Im Vorfeld der Winterparalympik 2026 führte der Terzo Tempo Chor aus Abbiategrasso, Italien, am 18. Februar ein Popkonzert in der Kirche von Milan.
Mit rund 70 Teenagern und Erwachsenen mit und ohne Behinderung nutzte der Chor die Metapher des Evangeliums, um den stillen, aber transformativen Gemeinschaftseffekt hervorzuheben.
Die Veranstaltung, die im Rahmen der Initiative "Inclusion" der Erzdiözese Mailand im Jahr 2021 ins Leben gerufen wurde, verband paralympische Werte mit dem Alltag durch oratorien in der Pfarrei – Jugendzentren zur Förderung von Sport, Musik und Diskussionen über Zugehörigkeit.
Die Chorleiterin Silvia Gatti betonte Lieder über Ausdauer und Hingabe und reflektierte gemeinsame Werte in Sport und Leben.

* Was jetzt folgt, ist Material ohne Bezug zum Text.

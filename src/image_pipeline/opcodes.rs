//! DNG opcode lists and the opcodes this crate can apply.

pub mod list;
pub mod ops;

pub use list::{FLAG_OPTIONAL, FLAG_SKIP_IF_PREVIEW, Opcode, OpcodeList};
pub use ops::{OpcodeArea, OpcodeKind};
//! Small dense matrices and vectors for colour math.
//!
//! Colour matrices in DNG are at most 4x4, so everything is a flat `Vec<f64>`
//! in row-major order. An empty matrix (0 x 0) means "not present".

use std::ops::{Index, IndexMut};

use crate::image_pipeline::common::error::{DngError, Result};

/// Pivot magnitude below which a matrix is treated as singular.
const SINGULAR_EPSILON: f64 = 1.0e-10;

#[derive(Debug, Clone, PartialEq, Default)]
pub struct Matrix {
    rows: usize,
    cols: usize,
    data: Vec<f64>,
}

impl Matrix {
    pub fn new(rows: usize, cols: usize) -> Self {
        Self {
            rows,
            cols,
            data: vec![0.0; rows * cols],
        }
    }

    pub fn empty() -> Self {
        Self::default()
    }

    pub fn identity(n: usize) -> Self {
        let mut m = Self::new(n, n);
        for i in 0..n {
            m[i][i] = 1.0;
        }
        m
    }

    pub fn diagonal(values: &Vector) -> Self {
        let mut m = Self::new(values.len(), values.len());
        for i in 0..values.len() {
            m[i][i] = values[i];
        }
        m
    }

    pub fn from_rows(rows: &[&[f64]]) -> Self {
        let cols = rows.first().map(|r| r.len()).unwrap_or(0);
        let mut m = Self::new(rows.len(), cols);
        for (r, row) in rows.iter().enumerate() {
            m[r][..row.len().min(cols)].copy_from_slice(&row[..row.len().min(cols)]);
        }
        m
    }

    /// Builds a matrix from a flat row-major slice.
    pub fn from_slice(rows: usize, cols: usize, values: &[f64]) -> Result<Self> {
        if values.len() != rows * cols {
            return Err(DngError::bad_format(format!(
                "matrix needs {} values, got {}",
                rows * cols,
                values.len()
            )));
        }
        Ok(Self {
            rows,
            cols,
            data: values.to_vec(),
        })
    }

    pub fn rows(&self) -> usize {
        self.rows
    }

    pub fn cols(&self) -> usize {
        self.cols
    }

    pub fn is_empty(&self) -> bool {
        self.rows == 0 || self.cols == 0
    }

    pub fn clear(&mut self) {
        *self = Self::empty();
    }

    pub fn values(&self) -> &[f64] {
        &self.data
    }

    pub fn transpose(&self) -> Matrix {
        let mut t = Matrix::new(self.cols, self.rows);
        for r in 0..self.rows {
            for c in 0..self.cols {
                t[c][r] = self[r][c];
            }
        }
        t
    }

    pub fn scale(&mut self, factor: f64) {
        self.data.iter_mut().for_each(|v| *v *= factor);
    }

    pub fn max_entry(&self) -> f64 {
        self.data.iter().copied().fold(f64::MIN, f64::max)
    }

    pub fn min_entry(&self) -> f64 {
        self.data.iter().copied().fold(f64::MAX, f64::min)
    }

    pub fn row(&self, r: usize) -> &[f64] {
        &self[r]
    }

    /// Returns a copy with `row` appended at the bottom.
    pub fn with_row_appended(&self, row: &[f64]) -> Matrix {
        let mut m = Matrix::new(self.rows + 1, self.cols);
        m.data[..self.data.len()].copy_from_slice(&self.data);
        m[self.rows][..self.cols.min(row.len())].copy_from_slice(&row[..self.cols.min(row.len())]);
        m
    }

    pub fn multiply(&self, other: &Matrix) -> Result<Matrix> {
        if self.cols != other.rows {
            return Err(DngError::MatrixMath(format!(
                "cannot multiply {}x{} by {}x{}",
                self.rows, self.cols, other.rows, other.cols
            )));
        }
        let mut out = Matrix::new(self.rows, other.cols);
        for r in 0..self.rows {
            for c in 0..other.cols {
                out[r][c] = (0..self.cols).map(|k| self[r][k] * other[k][c]).sum();
            }
        }
        Ok(out)
    }

    pub fn multiply_vector(&self, v: &Vector) -> Result<Vector> {
        if self.cols != v.len() {
            return Err(DngError::MatrixMath(format!(
                "cannot multiply {}x{} by vector of {}",
                self.rows,
                self.cols,
                v.len()
            )));
        }
        let mut out = Vector::new(self.rows);
        for r in 0..self.rows {
            out[r] = (0..self.cols).map(|k| self[r][k] * v[k]).sum();
        }
        Ok(out)
    }

    /// Inverse for square matrices, pseudo-inverse otherwise.
    ///
    /// A 4x3 colour matrix (four-colour camera) is inverted as
    /// `(Mt M)^-1 Mt`, which yields the 3x4 least-squares inverse.
    pub fn invert(&self) -> Result<Matrix> {
        if self.is_empty() {
            return Err(DngError::MatrixMath("cannot invert an empty matrix".into()));
        }
        if self.rows == self.cols {
            return self.invert_square();
        }
        let t = self.transpose();
        if self.rows > self.cols {
            t.multiply(self)?.invert_square()?.multiply(&t)
        } else {
            t.multiply(&self.multiply(&t)?.invert_square()?)
        }
    }

    fn invert_square(&self) -> Result<Matrix> {
        let n = self.rows;
        let mut a = self.clone();
        let mut inv = Matrix::identity(n);

        for col in 0..n {
            let pivot = (col..n)
                .max_by(|&x, &y| a[x][col].abs().total_cmp(&a[y][col].abs()))
                .unwrap_or(col);
            if a[pivot][col].abs() < SINGULAR_EPSILON {
                return Err(DngError::MatrixMath(format!("{}x{} matrix is singular", n, n)));
            }
            if pivot != col {
                a.swap_rows(pivot, col);
                inv.swap_rows(pivot, col);
            }

            let p = a[col][col];
            for c in 0..n {
                a[col][c] /= p;
                inv[col][c] /= p;
            }

            for r in 0..n {
                if r == col {
                    continue;
                }
                let f = a[r][col];
                if f == 0.0 {
                    continue;
                }
                for c in 0..n {
                    let da = f * a[col][c];
                    let di = f * inv[col][c];
                    a[r][c] -= da;
                    inv[r][c] -= di;
                }
            }
        }
        Ok(inv)
    }

    fn swap_rows(&mut self, a: usize, b: usize) {
        for c in 0..self.cols {
            self.data.swap(a * self.cols + c, b * self.cols + c);
        }
    }
}

impl Index<usize> for Matrix {
    type Output = [f64];

    fn index(&self, row: usize) -> &[f64] {
        &self.data[row * self.cols..(row + 1) * self.cols]
    }
}

impl IndexMut<usize> for Matrix {
    fn index_mut(&mut self, row: usize) -> &mut [f64] {
        &mut self.data[row * self.cols..(row + 1) * self.cols]
    }
}

#[derive(Debug, Clone, PartialEq, Default)]
pub struct Vector {
    data: Vec<f64>,
}

impl Vector {
    pub fn new(len: usize) -> Self {
        Self {
            data: vec![0.0; len],
        }
    }

    pub fn from_slice(values: &[f64]) -> Self {
        Self {
            data: values.to_vec(),
        }
    }

    pub fn len(&self) -> usize {
        self.data.len()
    }

    pub fn is_empty(&self) -> bool {
        self.data.is_empty()
    }

    pub fn clear(&mut self) {
        self.data.clear();
    }

    pub fn values(&self) -> &[f64] {
        &self.data
    }

    pub fn push(&mut self, value: f64) {
        self.data.push(value);
    }

    pub fn max_entry(&self) -> f64 {
        self.data.iter().copied().fold(f64::MIN, f64::max)
    }

    pub fn min_entry(&self) -> f64 {
        self.data.iter().copied().fold(f64::MAX, f64::min)
    }

    pub fn scale(&mut self, factor: f64) {
        self.data.iter_mut().for_each(|v| *v *= factor);
    }
}

impl Index<usize> for Vector {
    type Output = f64;

    fn index(&self, i: usize) -> &f64 {
        &self.data[i]
    }
}

impl IndexMut<usize> for Vector {
    fn index_mut(&mut self, i: usize) -> &mut f64 {
        &mut self.data[i]
    }
}
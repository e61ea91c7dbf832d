use tracing::{debug, warn};

use crate::image_pipeline::common::error::{DngError, Result};
use crate::image_pipeline::common::host::Host;
use crate::image_pipeline::common::image::{PixelType, StageImage};
use crate::image_pipeline::common::rational::URational;
use crate::image_pipeline::fingerprint::{Fingerprint, Md5Printer};
use crate::image_pipeline::negative::legacy_digest;
use crate::image_pipeline::negative::model::Negative;

/// Rows hashed per band of the tiled raw digest.
pub const DIGEST_TILE_ROWS: usize = 256;

/// Tiled raw image digest (`NewRawImageDigest`).
///
/// Each band of rows is hashed on its own with 8-bit samples widened to
/// 16 bits, all little-endian; the band digests are then hashed in order.
pub fn image_digest(image: &StageImage, host: &Host) -> Result<Fingerprint> {
    let row_samples = image.width * image.planes;
    let mut outer = Md5Printer::new();
    let mut bytes = Vec::with_capacity(row_samples * 2 * DIGEST_TILE_ROWS.min(image.height));

    for top in (0..image.height).step_by(DIGEST_TILE_ROWS) {
        host.sniff_for_abort()?;
        let bottom = (top + DIGEST_TILE_ROWS).min(image.height);
        bytes.clear();
        for &v in &image.data[top * row_samples..bottom * row_samples] {
            bytes.extend_from_slice(&v.to_le_bytes());
        }
        let band = Md5Printer::digest(&bytes);
        outer.process(band.as_bytes())?;
    }
    Ok(outer.result())
}

/// Whole-image digest (`RawImageDigest`) of the samples at their stored
/// width.
pub fn legacy_image_digest(image: &StageImage, host: &Host) -> Result<Fingerprint> {
    let mut printer = Md5Printer::new();
    let row_samples = image.width * image.planes;
    let mut bytes = Vec::with_capacity(row_samples * 2);
    for row in 0..image.height {
        if row % DIGEST_TILE_ROWS == 0 {
            host.sniff_for_abort()?;
        }
        bytes.clear();
        match image.pixel_type {
            PixelType::U8 => bytes.extend(image.row(row).iter().map(|&v| v as u8)),
            PixelType::U16 => {
                for &v in image.row(row) {
                    bytes.extend_from_slice(&v.to_le_bytes());
                }
            }
        }
        printer.process(&bytes)?;
    }
    Ok(printer.result())
}

impl Negative {
    /// Image the raw digests describe: stage 1 while it exists, else the
    /// retained pre-opcode copy.
    fn digest_source(&self) -> Result<&StageImage> {
        self.stage1
            .as_ref()
            .or(self.raw_image.as_ref())
            .ok_or_else(|| DngError::program("raw digest needs the stage 1 image"))
    }

    /// Computes the tiled digest of the raw image without caching it.
    pub fn compute_raw_image_digest(&self, host: &Host) -> Result<Fingerprint> {
        image_digest(self.digest_source()?, host)
    }

    /// Stored `NewRawImageDigest`, computing and caching it if missing.
    pub fn find_new_raw_image_digest(&mut self, host: &Host) -> Result<Fingerprint> {
        if self.new_raw_image_digest.is_null() {
            self.new_raw_image_digest = self.compute_raw_image_digest(host)?;
            debug!("Computed raw image digest {}", self.new_raw_image_digest);
        }
        Ok(self.new_raw_image_digest)
    }

    /// Forgets computed digests and the unique id, for callers that
    /// changed pixels or identity metadata.
    pub fn invalidate_digests(&mut self) {
        self.new_raw_image_digest = Fingerprint::NULL;
        self.raw_data_unique_id = Fingerprint::NULL;
    }

    /// Recomputes the raw digest and compares it with the stored one.
    ///
    /// A mismatch marks the negative damaged and returns `false`. Known
    /// legacy corruptions of the whole-image digest are accepted.
    pub fn validate_raw_image_digest(&mut self, host: &Host) -> Result<bool> {
        let matches = if self.new_raw_image_digest.is_valid() {
            let computed = self.compute_raw_image_digest(host)?;
            computed == self.new_raw_image_digest
        } else if self.raw_image_digest.is_valid() {
            let computed = legacy_image_digest(self.digest_source()?, host)?;
            if computed == self.raw_image_digest {
                true
            } else if legacy_digest::is_known_corruption(&self.raw_image_digest, &computed) {
                debug!("Accepting legacy RawImageDigest {}", self.raw_image_digest);
                true
            } else {
                false
            }
        } else {
            return Ok(true);
        };

        if !matches {
            warn!("Raw image digest mismatch, marking negative as damaged");
            self.is_damaged = true;
        }
        Ok(matches)
    }

    /// Digest of the raw data plus everything that changes how it renders:
    /// model name, default crop and the three opcode lists.
    pub fn compute_raw_data_unique_id(&mut self, host: &Host) -> Result<Fingerprint> {
        let raw_digest = self.find_new_raw_image_digest(host)?;
        let mut printer = Md5Printer::new();
        printer.process(raw_digest.as_bytes())?;
        printer.process(self.model_name.as_bytes())?;
        for r in self.crop_rationals() {
            printer.process(&r.n.to_be_bytes())?;
            printer.process(&r.d.to_be_bytes())?;
        }
        for list in [&self.opcode_list_1, &self.opcode_list_2, &self.opcode_list_3] {
            printer.process(list.fingerprint().as_bytes())?;
        }
        Ok(printer.result())
    }

    /// Stored `RawDataUniqueID`, computing and caching it if missing.
    pub fn find_raw_data_unique_id(&mut self, host: &Host) -> Result<Fingerprint> {
        if self.raw_data_unique_id.is_null() {
            self.raw_data_unique_id = self.compute_raw_data_unique_id(host)?;
            debug!("Computed raw data unique id {}", self.raw_data_unique_id);
        }
        Ok(self.raw_data_unique_id)
    }

    fn crop_rationals(&self) -> [URational; 4] {
        [
            self.default_crop_origin_h,
            self.default_crop_origin_v,
            self.default_crop_size_h,
            self.default_crop_size_v,
        ]
    }
}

Die Aufführung unterstrich das Engagement der Kirche für eine dauerhafte Inklusion, indem sie kulturelle Veranstaltungen nutzte, um den sozialen Wandel zu inspirieren und dafür zu sorgen, dass sich alle Einzelnen willkommen und geschätzt fühlen.
A choir of disabled and non-disabled youth performed in Milan to promote inclusion ahead of the 2026 Winter Paralympics.